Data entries
fn main() {
    pe_cli::init_tracing();
    std::process::exit(pe_cli::run_cli_from_args(std::env::args_os()));
}
use std::fmt;

use chrono::{DateTime, Utc};
use indexmap::IndexMap;
use once_cell::sync::Lazy;
use regex::Regex;
use serde::ser::{SerializeMap, SerializeSeq};
use serde::{Deserialize, Deserializer, Serialize, Serializer};

use crate::error::ProcError;

static EPOCH_TAG: Lazy<Regex> =
    Lazy::new(|| Regex::new(r"^@(\d+)$").expect("epoch tag regex must compile"));

pub type ValueMap = IndexMap<String, Value>;

/// Host-side universal data representation.
///
/// Maps keep insertion order and never hold an empty key. Values are plain
/// owned trees, so they cannot form cycles.
#[derive(Debug, Clone, PartialEq, Default)]
pub enum Value {
    #[default]
    Null,
    Bool(bool),
    Int(i64),
    Float(f64),
    String(String),
    Timestamp(DateTime<Utc>),
    List(Vec<Value>),
    Map(ValueMap),
}

impl Value {
    pub fn type_name(&self) -> &'static str {
        match self {
            Self::Null => "null",
            Self::Bool(_) => "boolean",
            Self::Int(_) => "integer",
            Self::Float(_) => "float",
            Self::String(_) => "string",
            Self::Timestamp(_) => "timestamp",
            Self::List(_) => "list",
            Self::Map(_) => "map",
        }
    }

    pub fn is_null(&self) -> bool {
        matches!(self, Self::Null)
    }

    pub fn as_str(&self) -> Option<&str> {
        match self {
            Self::String(value) => Some(value.as_str()),
            _ => None,
        }
    }

    pub fn as_bool(&self) -> Option<bool> {
        match self {
            Self::Bool(value) => Some(*value),
            _ => None,
        }
    }

    pub fn as_i64(&self) -> Option<i64> {
        match self {
            Self::Int(value) => Some(*value),
            Self::Float(value) if value.fract() == 0.0 => Some(*value as i64),
            _ => None,
        }
    }

    pub fn as_f64(&self) -> Option<f64> {
        match self {
            Self::Int(value) => Some(*value as f64),
            Self::Float(value) => Some(*value),
            _ => None,
        }
    }

    pub fn as_list(&self) -> Option<&[Value]> {
        match self {
            Self::List(values) => Some(values.as_slice()),
            _ => None,
        }
    }

    pub fn as_map(&self) -> Option<&ValueMap> {
        match self {
            Self::Map(values) => Some(values),
            _ => None,
        }
    }

    /// Epoch-millisecond timestamp, `None` when out of chrono's range.
    pub fn timestamp_millis(millis: i64) -> Option<Self> {
        DateTime::<Utc>::from_timestamp_millis(millis).map(Self::Timestamp)
    }

    /// Classifies a string, recognizing the reserved `@<digits>` epoch tag.
    pub fn from_tagged_string(text: impl Into<String>) -> Self {
        let text = text.into();
        match parse_epoch_tag(&text) {
            Some(timestamp) => Self::Timestamp(timestamp),
            None => Self::String(text),
        }
    }

    /// Narrows whole-numbered floats to integers.
    pub fn from_number(value: f64) -> Self {
        if value.is_finite()
            && value.fract() == 0.0
            && value >= i64::MIN as f64
            && value <= i64::MAX as f64
        {
            Self::Int(value as i64)
        } else {
            Self::Float(value)
        }
    }

    /// Canonical serialization of a host domain record.
    pub fn from_record<T: Serialize + ?Sized>(record: &T) -> Result<Self, ProcError> {
        serde_json::to_value(record)
            .map(Self::from)
            .map_err(|error| ProcError::host(format!("record serialization failed: {}", error)))
    }

    pub fn to_json(&self) -> serde_json::Value {
        match self {
            Self::Null => serde_json::Value::Null,
            Self::Bool(value) => serde_json::Value::Bool(*value),
            Self::Int(value) => serde_json::Value::from(*value),
            Self::Float(value) => serde_json::Number::from_f64(*value)
                .map(serde_json::Value::Number)
                .unwrap_or(serde_json::Value::Null),
            Self::String(value) => serde_json::Value::String(value.clone()),
            Self::Timestamp(value) => serde_json::Value::String(epoch_tag(value)),
            Self::List(values) => {
                serde_json::Value::Array(values.iter().map(Value::to_json).collect())
            }
            Self::Map(values) => serde_json::Value::Object(
                values
                    .iter()
                    .map(|(key, value)| (key.clone(), value.to_json()))
                    .collect(),
            ),
        }
    }
}

pub fn parse_epoch_tag(text: &str) -> Option<DateTime<Utc>> {
    let captures = EPOCH_TAG.captures(text)?;
    let millis = captures.get(1)?.as_str().parse::<i64>().ok()?;
    DateTime::<Utc>::from_timestamp_millis(millis)
}

pub fn epoch_tag(timestamp: &DateTime<Utc>) -> String {
    format!("@{}", timestamp.timestamp_millis())
}

impl fmt::Display for Value {
    fn fmt(&self, f: &mut fmt::Formatter<'_>) -> fmt::Result {
        match self {
            Self::String(value) => f.write_str(value),
            other => write!(f, "{}", other.to_json()),
        }
    }
}

impl From<serde_json::Value> for Value {
    fn from(value: serde_json::Value) -> Self {
        match value {
            serde_json::Value::Null => Self::Null,
            serde_json::Value::Bool(value) => Self::Bool(value),
            serde_json::Value::Number(number) => match number.as_i64() {
                Some(value) => Self::Int(value),
                None => Self::Float(number.as_f64().unwrap_or(f64::NAN)),
            },
            serde_json::Value::String(value) => Self::from_tagged_string(value),
            serde_json::Value::Array(values) => {
                Self::List(values.into_iter().map(Value::from).collect())
            }
            serde_json::Value::Object(entries) => Self::Map(
                entries
                    .into_iter()
                    .filter(|(key, _)| !key.is_empty())
                    .map(|(key, value)| (key, Value::from(value)))
                    .collect(),
            ),
        }
    }
}

impl From<bool> for Value {
    fn from(value: bool) -> Self {
        Self::Bool(value)
    }
}

impl From<i64> for Value {
    fn from(value: i64) -> Self {
        Self::Int(value)
    }
}

impl From<i32> for Value {
    fn from(value: i32) -> Self {
        Self::Int(value as i64)
    }
}

impl From<f64> for Value {
    fn from(value: f64) -> Self {
        Self::Float(value)
    }
}

impl From<&str> for Value {
    fn from(value: &str) -> Self {
        Self::String(value.to_string())
    }
}

impl From<String> for Value {
    fn from(value: String) -> Self {
        Self::String(value)
    }
}

impl From<DateTime<Utc>> for Value {
    fn from(value: DateTime<Utc>) -> Self {
        Self::Timestamp(value)
    }
}

impl From<Vec<Value>> for Value {
    fn from(values: Vec<Value>) -> Self {
        Self::List(values)
    }
}

impl From<ValueMap> for Value {
    fn from(values: ValueMap) -> Self {
        Self::Map(values)
    }
}

impl<T: Into<Value>> From<Option<T>> for Value {
    fn from(value: Option<T>) -> Self {
        value.map(Into::into).unwrap_or(Self::Null)
    }
}

impl Serialize for Value {
    fn serialize<S: Serializer>(&self, serializer: S) -> Result<S::Ok, S::Error> {
        match self {
            Self::Null => serializer.serialize_unit(),
            Self::Bool(value) => serializer.serialize_bool(*value),
            Self::Int(value) => serializer.serialize_i64(*value),
            Self::Float(value) => serializer.serialize_f64(*value),
            Self::String(value) => serializer.serialize_str(value),
            Self::Timestamp(value) => serializer.serialize_str(&epoch_tag(value)),
            Self::List(values) => {
                let mut seq = serializer.serialize_seq(Some(values.len()))?;
                for value in values {
                    seq.serialize_element(value)?;
                }
                seq.end()
            }
            Self::Map(values) => {
                let mut map = serializer.serialize_map(Some(values.len()))?;
                for (key, value) in values {
                    map.serialize_entry(key, value)?;
                }
                map.end()
            }
        }
    }
}

impl<'de> Deserialize<'de> for Value {
    fn deserialize<D: Deserializer<'de>>(deserializer: D) -> Result<Self, D::Error> {
        serde_json::Value::deserialize(deserializer).map(Value::from)
    }
}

» Task statement
The full set of entries above should be given again exactly.

» Task result
fn main() {
    pe_cli::init_tracing();
    std::process::exit(pe_cli::run_cli_from_args(std::env::args_os()));
}
use std::fmt;

use chrono::{DateTime, Utc};
use indexmap::IndexMap;
use once_cell::sync::Lazy;
use regex::Regex;
use serde::ser::{SerializeMap, SerializeSeq};
use serde::{Deserialize, Deserializer, Serialize, Serializer};

use crate::error::ProcError;

static EPOCH_TAG: Lazy<Regex> =
    Lazy::new(|| Regex::new(r"^@(\d+)$").expect("epoch tag regex must compile"));

pub type ValueMap = IndexMap<String, Value>;

/// Host-side universal data representation.
///
/// Maps keep insertion order and never hold an empty key. Values are plain
/// owned trees, so they cannot form cycles.
#[derive(Debug, Clone, PartialEq, Default)]
pub enum Value {
    #[default]
    Null,
    Bool(bool),
    Int(i64),
    Float(f64),
    String(String),
    Timestamp(DateTime<Utc>),
    List(Vec<Value>),
    Map(ValueMap),
}

impl Value {
    pub fn type_name(&self) -> &'static str {
        match self {
            Self::Null => "null",
            Self::Bool(_) => "boolean",
            Self::Int(_) => "integer",
            Self::Float(_) => "float",
            Self::String(_) => "string",
            Self::Timestamp(_) => "timestamp",
            Self::List(_) => "list",
            Self::Map(_) => "map",
        }
    }

    pub fn is_null(&self) -> bool {
        matches!(self, Self::Null)
    }

    pub fn as_str(&self) -> Option<&str> {
        match self {
            Self::String(value) => Some(value.as_str()),
            _ => None,
        }
    }

    pub fn as_bool(&self) -> Option<bool> {
        match self {
            Self::Bool(value) => Some(*value),
            _ => None,
        }
    }

    pub fn as_i64(&self) -> Option<i64> {
        match self {
            Self::Int(value) => Some(*value),
            Self::Float(value) if value.fract() == 0.0 => Some(*value as i64),
            _ => None,
        }
    }

    pub fn as_f64(&self) -> Option<f64> {
        match self {
            Self::Int(value) => Some(*value as f64),
            Self::Float(value) => Some(*value),
            _ => None,
        }
    }

    pub fn as_list(&self) -> Option<&[Value]> {
        match self {
            Self::List(values) => Some(values.as_slice()),
            _ => None,
        }
    }

    pub fn as_map(&self) -> Option<&ValueMap> {
        match self {
            Self::Map(values) => Some(values),
            _ => None,
        }
    }

    /// Epoch-millisecond timestamp, `None` when out of chrono's range.
    pub fn timestamp_millis(millis: i64) -> Option<Self> {
        DateTime::<Utc>::from_timestamp_millis(millis).map(Self::Timestamp)
    }

    /// Classifies a string, recognizing the reserved `@<digits>` epoch tag.
    pub fn from_tagged_string(text: impl Into<String>) -> Self {
        let text = text.into();
        match parse_epoch_tag(&text) {
            Some(timestamp) => Self::Timestamp(timestamp),
            None => Self::String(text),
        }
    }

    /// Narrows whole-numbered floats to integers.
    pub fn from_number(value: f64) -> Self {
        if value.is_finite()
            && value.fract() == 0.0
            && value >= i64::MIN as f64
            && value <= i64::MAX as f64
        {
            Self::Int(value as i64)
        } else {
            Self::Float(value)
        }
    }

    /// Canonical serialization of a host domain record.
    pub fn from_record<T: Serialize + ?Sized>(record: &T) -> Result<Self, ProcError> {
        serde_json::to_value(record)
            .map(Self::from)
            .map_err(|error| ProcError::host(format!("record serialization failed: {}", error)))
    }

    pub fn to_json(&self) -> serde_json::Value {
        match self {
            Self::Null => serde_json::Value::Null,
            Self::Bool(value) => serde_json::Value::Bool(*value),
            Self::Int(value) => serde_json::Value::from(*value),
            Self::Float(value) => serde_json::Number::from_f64(*value)
                .map(serde_json::Value::Number)
                .unwrap_or(serde_json::Value::Null),
            Self::String(value) => serde_json::Value::String(value.clone()),
            Self::Timestamp(value) => serde_json::Value::String(epoch_tag(value)),
            Self::List(values) => {
                serde_json::Value::Array(values.iter().map(Value::to_json).collect())
            }
            Self::Map(values) => serde_json::Value::Object(
                values
                    .iter()
                    .map(|(key, value)| (key.clone(), value.to_json()))
                    .collect(),
            ),
        }
    }
}

pub fn parse_epoch_tag(text: &str) -> Option<DateTime<Utc>> {
    let captures = EPOCH_TAG.captures(text)?;
    let millis = captures.get(1)?.as_str().parse::<i64>().ok()?;
    DateTime::<Utc>::from_timestamp_millis(millis)
}

pub fn epoch_tag(timestamp: &DateTime<Utc>) -> String {
    format!("@{}", timestamp.timestamp_millis())
}

impl fmt::Display for Value {
    fn fmt(&self, f: &mut fmt::Formatter<'_>) -> fmt::Result {
        match self {
            Self::String(value) => f.write_str(value),
            other => write!(f, "{}", other.to_json()),
        }
    }
}

impl From<serde_json::Value> for Value {
    fn from(value: serde_json::Value) -> Self {
        match value {
            serde_json::Value::Null => Self::Null,
            serde_json::Value::Bool(value) => Self::Bool(value),
            serde_json::Value::Number(number) => match number.as_i64() {
                Some(value) => Self::Int(value),
                None => Self::Float(number.as_f64().unwrap_or(f64::NAN)),
            },
            serde_json::Value::String(value) => Self::from_tagged_string(value),
            serde_json::Value::Array(values) => {
                Self::List(values.into_iter().map(Value::from).collect())
            }
            serde_json::Value::Object(entries) => Self::Map(
                entries
                    .into_iter()
                    .filter(|(key, _)| !key.is_empty())
                    .map(|(key, value)| (key, Value::from(value)))
                    .collect(),
            ),
        }
    }
}

impl From<bool> for Value {
    fn from(value: bool) -> Self {
        Self::Bool(value)
    }
}

impl From<i64> for Value {
    fn from(value: i64) -> Self {
        Self::Int(value)
    }
}

impl From<i32> for Value {
    fn from(value: i32) -> Self {
        Self::Int(value as i64)
    }
}

impl From<f64> for Value {
    fn from(value: f64) -> Self {
        Self::Float(value)
    }
}

impl From<&str> for Value {
    fn from(value: &str) -> Self {
        Self::String(value.to_string())
    }
}

impl From<String> for Value {
    fn from(value: String) -> Self {
        Self::String(value)
    }
}

impl From<DateTime<Utc>> for Value {
    fn from(value: DateTime<Utc>) -> Self {
        Self::Timestamp(value)
    }
}

impl From<Vec<Value>> for Value {
    fn from(values: Vec<Value>) -> Self {
        Self::List(values)
    }
}

impl From<ValueMap> for Value {
    fn from(values: ValueMap) -> Self {
        Self::Map(values)
    }
}

impl<T: Into<Value>> From<Option<T>> for Value {
    fn from(value: Option<T>) -> Self {
        value.map(Into::into).unwrap_or(Self::Null)
    }
}

impl Serialize for Value {
    fn serialize<S: Serializer>(&self, serializer: S) -> Result<S::Ok, S::Error> {
        match self {
            Self::Null => serializer.serialize_unit(),
            Self::Bool(value) => serializer.serialize_bool(*value),
            Self::Int(value) => serializer.serialize_i64(*value),
            Self::Float(value) => serializer.serialize_f64(*value),
            Self::String(value) => serializer.serialize_str(value),
            Self::Timestamp(value) => serializer.serialize_str(&epoch_tag(value)),
            Self::List(values) => {
                let mut seq = serializer.serialize_seq(Some(values.len()))?;
                for value in values {
                    seq.serialize_element(value)?;
                }
                seq.end()
            }
            Self::Map(values) => {
                let mut map = serializer.serialize_map(Some(values.len()))?;
                for (key, value) in values {
                    map.serialize_entry(key, value)?;
                }
                map.end()
            }
        }
    }
}

impl<'de> Deserialize<'de> for Value {
    fn deserialize<D: Deserializer<'de>>(deserializer: D) -> Result<Self, D::Error> {
        serde_json::Value::deserialize(deserializer).map(Value::from)
    }
}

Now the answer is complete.